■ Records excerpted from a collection
((

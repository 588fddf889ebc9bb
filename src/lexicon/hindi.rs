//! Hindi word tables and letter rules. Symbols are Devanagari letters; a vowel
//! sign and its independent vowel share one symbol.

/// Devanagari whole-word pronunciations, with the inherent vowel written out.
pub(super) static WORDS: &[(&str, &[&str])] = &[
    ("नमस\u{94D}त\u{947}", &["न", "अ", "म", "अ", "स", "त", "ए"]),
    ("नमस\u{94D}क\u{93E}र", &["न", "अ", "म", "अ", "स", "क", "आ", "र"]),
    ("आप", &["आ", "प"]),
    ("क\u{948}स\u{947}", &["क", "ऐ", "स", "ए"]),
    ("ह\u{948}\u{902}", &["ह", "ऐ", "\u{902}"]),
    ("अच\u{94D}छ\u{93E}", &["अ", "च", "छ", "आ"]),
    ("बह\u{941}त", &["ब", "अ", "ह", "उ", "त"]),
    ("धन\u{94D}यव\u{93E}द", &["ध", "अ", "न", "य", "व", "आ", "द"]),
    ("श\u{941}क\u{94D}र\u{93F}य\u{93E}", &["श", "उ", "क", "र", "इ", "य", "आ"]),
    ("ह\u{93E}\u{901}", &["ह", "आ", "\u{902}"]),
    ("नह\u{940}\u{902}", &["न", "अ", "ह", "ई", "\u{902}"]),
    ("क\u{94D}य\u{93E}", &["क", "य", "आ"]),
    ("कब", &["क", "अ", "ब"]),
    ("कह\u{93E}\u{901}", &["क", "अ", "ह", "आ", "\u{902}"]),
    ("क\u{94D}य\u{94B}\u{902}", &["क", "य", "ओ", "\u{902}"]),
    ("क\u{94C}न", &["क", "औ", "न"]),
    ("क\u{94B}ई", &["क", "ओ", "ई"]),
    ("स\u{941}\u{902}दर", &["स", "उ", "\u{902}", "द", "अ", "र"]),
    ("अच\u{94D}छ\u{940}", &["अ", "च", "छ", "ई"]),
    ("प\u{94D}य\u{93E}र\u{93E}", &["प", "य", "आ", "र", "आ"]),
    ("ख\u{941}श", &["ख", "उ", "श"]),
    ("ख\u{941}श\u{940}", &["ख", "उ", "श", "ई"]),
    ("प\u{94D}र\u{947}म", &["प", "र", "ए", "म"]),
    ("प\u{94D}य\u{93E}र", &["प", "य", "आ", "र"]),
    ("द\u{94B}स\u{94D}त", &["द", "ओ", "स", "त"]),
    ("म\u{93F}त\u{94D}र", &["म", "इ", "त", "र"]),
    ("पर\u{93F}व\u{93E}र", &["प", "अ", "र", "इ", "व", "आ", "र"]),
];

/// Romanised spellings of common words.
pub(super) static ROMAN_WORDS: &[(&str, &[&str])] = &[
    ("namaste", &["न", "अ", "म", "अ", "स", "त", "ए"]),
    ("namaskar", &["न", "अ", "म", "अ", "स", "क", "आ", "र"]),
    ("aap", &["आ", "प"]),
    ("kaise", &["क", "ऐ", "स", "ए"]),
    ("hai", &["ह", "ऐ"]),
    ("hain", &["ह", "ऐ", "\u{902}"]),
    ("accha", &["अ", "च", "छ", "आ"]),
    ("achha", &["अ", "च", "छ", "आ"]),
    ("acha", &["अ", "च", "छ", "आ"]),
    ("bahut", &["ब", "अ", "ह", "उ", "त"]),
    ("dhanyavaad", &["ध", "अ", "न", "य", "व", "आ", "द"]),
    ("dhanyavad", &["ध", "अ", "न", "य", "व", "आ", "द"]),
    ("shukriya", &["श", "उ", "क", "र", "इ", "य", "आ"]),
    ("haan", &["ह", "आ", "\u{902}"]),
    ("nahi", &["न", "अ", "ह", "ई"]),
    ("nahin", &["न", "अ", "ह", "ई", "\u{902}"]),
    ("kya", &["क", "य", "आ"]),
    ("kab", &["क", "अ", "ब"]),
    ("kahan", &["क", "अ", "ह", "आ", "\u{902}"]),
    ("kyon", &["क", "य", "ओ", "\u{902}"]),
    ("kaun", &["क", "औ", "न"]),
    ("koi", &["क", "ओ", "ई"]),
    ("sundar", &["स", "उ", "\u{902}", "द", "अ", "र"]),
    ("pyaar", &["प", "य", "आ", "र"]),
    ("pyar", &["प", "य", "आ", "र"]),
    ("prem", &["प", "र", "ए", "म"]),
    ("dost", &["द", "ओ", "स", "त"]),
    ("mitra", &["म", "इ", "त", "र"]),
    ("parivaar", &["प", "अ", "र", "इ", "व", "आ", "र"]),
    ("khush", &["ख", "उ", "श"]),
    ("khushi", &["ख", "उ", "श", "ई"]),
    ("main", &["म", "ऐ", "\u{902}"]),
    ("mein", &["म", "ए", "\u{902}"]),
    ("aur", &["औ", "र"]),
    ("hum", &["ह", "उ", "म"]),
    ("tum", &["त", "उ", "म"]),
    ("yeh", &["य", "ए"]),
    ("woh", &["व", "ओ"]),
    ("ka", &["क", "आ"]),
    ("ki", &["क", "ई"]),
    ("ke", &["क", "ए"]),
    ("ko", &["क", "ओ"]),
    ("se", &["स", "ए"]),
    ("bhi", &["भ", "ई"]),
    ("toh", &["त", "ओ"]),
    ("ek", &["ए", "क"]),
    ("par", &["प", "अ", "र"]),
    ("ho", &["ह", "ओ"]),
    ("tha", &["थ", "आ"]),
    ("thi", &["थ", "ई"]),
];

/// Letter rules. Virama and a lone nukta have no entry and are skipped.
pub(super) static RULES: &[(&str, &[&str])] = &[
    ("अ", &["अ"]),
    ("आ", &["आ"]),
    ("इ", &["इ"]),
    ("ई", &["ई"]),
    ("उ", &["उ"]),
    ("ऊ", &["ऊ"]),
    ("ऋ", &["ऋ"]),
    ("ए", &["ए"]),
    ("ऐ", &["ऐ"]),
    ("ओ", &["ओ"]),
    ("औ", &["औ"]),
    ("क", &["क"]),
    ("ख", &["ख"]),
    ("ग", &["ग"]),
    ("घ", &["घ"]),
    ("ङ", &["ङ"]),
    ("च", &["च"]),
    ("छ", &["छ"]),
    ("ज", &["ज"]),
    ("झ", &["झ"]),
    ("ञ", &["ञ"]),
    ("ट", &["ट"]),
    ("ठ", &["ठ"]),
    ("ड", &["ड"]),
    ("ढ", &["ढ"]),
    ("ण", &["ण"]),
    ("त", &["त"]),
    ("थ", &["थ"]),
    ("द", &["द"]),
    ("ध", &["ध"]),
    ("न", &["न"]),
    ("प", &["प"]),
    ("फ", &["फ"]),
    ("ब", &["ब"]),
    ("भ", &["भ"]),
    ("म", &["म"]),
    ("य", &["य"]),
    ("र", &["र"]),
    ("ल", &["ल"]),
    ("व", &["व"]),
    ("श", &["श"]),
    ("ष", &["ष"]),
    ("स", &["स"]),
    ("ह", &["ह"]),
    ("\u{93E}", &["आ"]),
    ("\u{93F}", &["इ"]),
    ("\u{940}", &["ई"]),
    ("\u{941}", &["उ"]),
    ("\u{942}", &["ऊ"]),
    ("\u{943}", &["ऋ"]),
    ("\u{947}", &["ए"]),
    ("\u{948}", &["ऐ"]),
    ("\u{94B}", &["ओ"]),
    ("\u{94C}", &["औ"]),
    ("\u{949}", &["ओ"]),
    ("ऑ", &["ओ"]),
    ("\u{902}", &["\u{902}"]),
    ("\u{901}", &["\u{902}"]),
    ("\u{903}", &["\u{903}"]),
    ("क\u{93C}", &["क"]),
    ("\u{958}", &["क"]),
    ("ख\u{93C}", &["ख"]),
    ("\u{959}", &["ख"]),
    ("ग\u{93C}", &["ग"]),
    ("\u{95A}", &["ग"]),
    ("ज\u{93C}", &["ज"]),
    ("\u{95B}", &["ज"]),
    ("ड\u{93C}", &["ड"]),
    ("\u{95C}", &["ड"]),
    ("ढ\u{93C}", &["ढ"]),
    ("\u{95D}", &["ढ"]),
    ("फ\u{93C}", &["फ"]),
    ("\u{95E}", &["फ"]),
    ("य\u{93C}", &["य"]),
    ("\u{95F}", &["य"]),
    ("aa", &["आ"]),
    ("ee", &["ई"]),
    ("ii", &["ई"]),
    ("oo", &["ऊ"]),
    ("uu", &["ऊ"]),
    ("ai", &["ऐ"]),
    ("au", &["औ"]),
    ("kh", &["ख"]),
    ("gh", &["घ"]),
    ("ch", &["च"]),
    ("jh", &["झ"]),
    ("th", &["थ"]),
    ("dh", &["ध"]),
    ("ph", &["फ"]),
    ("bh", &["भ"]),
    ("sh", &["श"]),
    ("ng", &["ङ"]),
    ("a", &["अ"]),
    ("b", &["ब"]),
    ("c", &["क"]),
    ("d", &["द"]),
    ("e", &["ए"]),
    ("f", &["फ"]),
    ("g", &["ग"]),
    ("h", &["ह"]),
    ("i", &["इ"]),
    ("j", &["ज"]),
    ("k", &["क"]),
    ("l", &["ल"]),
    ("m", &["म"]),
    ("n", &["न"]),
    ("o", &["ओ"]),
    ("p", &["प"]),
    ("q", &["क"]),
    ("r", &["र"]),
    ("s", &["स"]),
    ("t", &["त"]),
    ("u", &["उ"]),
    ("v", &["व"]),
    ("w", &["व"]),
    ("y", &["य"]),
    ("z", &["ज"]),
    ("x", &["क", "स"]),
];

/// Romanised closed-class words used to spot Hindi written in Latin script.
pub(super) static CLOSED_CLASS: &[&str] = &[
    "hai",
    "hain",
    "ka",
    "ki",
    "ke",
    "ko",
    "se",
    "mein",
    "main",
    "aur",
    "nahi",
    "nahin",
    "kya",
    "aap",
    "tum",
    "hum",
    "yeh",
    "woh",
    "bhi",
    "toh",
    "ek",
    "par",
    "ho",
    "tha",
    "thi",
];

))
((

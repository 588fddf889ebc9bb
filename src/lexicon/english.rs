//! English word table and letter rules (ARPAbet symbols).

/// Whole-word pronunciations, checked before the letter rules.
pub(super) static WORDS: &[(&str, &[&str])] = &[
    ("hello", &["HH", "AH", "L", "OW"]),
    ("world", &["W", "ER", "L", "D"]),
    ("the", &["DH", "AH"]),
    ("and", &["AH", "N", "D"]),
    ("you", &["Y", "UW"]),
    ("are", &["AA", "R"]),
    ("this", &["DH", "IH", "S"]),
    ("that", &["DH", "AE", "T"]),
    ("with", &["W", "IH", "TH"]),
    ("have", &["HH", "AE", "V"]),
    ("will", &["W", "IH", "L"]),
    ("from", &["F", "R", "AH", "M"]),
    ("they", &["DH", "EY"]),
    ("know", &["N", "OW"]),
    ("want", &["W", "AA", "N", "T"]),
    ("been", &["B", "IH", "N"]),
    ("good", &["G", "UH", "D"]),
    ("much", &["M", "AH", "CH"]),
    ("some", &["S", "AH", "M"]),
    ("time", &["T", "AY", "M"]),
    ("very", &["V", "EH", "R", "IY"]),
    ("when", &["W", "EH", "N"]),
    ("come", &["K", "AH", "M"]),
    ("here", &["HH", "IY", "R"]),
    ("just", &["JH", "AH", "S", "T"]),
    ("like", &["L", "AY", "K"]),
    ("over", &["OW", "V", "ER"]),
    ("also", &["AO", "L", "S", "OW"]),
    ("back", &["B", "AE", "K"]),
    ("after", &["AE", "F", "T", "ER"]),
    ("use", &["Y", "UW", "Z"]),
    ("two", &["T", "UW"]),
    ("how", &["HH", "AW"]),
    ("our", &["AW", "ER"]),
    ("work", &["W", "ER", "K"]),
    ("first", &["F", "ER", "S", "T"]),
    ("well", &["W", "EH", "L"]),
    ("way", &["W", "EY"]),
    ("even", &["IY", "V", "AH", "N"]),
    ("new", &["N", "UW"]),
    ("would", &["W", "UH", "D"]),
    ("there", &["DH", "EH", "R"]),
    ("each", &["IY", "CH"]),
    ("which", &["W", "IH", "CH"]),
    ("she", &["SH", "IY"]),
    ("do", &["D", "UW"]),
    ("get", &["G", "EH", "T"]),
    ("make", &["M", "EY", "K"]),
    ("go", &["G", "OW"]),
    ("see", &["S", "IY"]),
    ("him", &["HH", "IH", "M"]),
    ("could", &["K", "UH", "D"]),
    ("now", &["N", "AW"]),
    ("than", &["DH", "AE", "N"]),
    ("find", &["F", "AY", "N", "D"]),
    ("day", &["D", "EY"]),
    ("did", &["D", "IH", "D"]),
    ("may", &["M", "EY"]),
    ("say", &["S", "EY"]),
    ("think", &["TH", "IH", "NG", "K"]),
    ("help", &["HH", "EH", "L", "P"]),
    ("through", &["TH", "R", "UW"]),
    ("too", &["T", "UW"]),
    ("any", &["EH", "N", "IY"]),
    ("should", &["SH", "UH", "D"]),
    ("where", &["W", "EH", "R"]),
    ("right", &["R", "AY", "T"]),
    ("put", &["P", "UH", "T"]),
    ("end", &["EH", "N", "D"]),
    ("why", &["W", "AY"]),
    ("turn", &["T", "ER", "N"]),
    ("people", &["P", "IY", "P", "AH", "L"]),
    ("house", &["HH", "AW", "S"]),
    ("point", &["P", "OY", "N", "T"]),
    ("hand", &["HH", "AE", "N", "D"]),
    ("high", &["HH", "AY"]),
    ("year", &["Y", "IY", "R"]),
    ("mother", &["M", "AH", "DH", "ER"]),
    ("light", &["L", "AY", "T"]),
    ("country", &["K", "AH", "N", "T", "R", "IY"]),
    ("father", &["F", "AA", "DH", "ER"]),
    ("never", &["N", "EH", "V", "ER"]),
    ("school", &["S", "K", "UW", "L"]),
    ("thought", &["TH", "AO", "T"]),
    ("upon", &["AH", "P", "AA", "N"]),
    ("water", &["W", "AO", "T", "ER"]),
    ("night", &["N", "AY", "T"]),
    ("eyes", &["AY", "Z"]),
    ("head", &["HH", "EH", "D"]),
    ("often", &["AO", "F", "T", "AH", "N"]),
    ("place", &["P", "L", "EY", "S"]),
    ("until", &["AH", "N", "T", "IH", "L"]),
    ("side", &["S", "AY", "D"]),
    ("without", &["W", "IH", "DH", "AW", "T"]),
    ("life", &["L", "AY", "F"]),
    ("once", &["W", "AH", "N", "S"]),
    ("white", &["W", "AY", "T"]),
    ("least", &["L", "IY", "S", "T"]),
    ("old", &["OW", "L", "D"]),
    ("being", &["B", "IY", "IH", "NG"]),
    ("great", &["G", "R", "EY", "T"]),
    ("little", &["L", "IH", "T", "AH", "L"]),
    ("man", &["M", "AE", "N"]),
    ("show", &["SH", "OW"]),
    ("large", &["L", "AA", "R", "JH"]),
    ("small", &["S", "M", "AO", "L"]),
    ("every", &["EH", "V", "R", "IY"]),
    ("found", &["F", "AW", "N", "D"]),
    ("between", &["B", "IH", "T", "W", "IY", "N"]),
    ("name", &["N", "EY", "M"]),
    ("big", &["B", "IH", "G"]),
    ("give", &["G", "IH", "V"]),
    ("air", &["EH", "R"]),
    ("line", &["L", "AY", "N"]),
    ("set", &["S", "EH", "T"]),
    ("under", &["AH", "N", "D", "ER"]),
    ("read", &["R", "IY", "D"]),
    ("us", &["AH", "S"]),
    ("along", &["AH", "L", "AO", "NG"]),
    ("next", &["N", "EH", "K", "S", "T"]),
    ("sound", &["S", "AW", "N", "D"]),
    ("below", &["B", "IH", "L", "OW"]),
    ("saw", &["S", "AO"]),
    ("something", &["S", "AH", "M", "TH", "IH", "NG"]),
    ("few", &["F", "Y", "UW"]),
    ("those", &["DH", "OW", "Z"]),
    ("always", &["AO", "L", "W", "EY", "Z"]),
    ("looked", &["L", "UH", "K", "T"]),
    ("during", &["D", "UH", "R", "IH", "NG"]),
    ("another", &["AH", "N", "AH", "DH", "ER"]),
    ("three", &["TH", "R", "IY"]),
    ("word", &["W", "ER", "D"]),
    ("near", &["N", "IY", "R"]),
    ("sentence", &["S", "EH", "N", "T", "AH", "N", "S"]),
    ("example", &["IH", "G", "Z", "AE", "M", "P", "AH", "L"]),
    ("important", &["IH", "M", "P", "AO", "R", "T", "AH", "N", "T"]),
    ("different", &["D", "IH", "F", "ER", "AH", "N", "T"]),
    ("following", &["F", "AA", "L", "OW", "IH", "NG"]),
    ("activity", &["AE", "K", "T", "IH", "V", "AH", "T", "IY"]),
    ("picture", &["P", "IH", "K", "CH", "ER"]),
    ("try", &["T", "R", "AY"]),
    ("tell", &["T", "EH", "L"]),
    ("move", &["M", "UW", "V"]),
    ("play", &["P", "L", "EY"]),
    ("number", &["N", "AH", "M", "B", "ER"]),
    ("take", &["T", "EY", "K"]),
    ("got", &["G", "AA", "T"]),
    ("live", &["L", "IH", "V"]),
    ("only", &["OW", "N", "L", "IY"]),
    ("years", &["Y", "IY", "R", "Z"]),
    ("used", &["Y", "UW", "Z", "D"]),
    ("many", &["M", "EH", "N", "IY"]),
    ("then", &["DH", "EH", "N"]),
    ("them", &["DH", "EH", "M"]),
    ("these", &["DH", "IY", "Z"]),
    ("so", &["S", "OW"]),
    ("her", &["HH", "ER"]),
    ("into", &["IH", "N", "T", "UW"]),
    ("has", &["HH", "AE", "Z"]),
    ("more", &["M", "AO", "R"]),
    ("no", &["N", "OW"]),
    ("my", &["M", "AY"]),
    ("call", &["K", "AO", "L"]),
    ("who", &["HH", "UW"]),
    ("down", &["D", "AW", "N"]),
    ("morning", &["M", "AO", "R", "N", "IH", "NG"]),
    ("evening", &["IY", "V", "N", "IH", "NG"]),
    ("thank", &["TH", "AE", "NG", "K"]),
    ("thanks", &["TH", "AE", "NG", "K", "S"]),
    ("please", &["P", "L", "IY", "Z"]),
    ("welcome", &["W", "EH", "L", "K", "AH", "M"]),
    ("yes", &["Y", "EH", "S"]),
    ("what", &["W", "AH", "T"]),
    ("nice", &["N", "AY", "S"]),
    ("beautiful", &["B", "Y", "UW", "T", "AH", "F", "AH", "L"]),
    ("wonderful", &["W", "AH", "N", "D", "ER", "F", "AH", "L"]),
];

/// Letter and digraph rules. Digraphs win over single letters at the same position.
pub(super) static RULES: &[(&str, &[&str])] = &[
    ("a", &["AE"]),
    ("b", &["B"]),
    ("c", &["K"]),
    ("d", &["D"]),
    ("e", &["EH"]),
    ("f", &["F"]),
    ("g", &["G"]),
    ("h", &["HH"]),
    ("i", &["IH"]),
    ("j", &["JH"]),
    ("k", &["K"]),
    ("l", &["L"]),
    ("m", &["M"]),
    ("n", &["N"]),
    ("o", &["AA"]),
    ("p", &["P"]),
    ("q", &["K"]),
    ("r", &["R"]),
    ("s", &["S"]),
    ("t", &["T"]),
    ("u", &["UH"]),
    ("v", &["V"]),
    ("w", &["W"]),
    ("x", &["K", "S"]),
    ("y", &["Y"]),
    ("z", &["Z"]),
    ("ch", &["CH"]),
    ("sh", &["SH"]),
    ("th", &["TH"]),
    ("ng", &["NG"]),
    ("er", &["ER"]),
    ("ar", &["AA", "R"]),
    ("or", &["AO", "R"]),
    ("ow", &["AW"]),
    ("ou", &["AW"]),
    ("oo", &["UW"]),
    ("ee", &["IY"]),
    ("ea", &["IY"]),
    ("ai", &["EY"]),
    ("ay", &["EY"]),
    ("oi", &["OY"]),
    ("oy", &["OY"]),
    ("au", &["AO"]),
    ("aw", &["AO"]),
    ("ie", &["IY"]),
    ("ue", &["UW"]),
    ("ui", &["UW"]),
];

))

■ Task goal
Using the records above, copy all lines that include the word "have".

■ Answer
/// Letter rules. Virama and a lone nukta have no entry and are skipped.
    ("have", &["HH", "AE", "V"]),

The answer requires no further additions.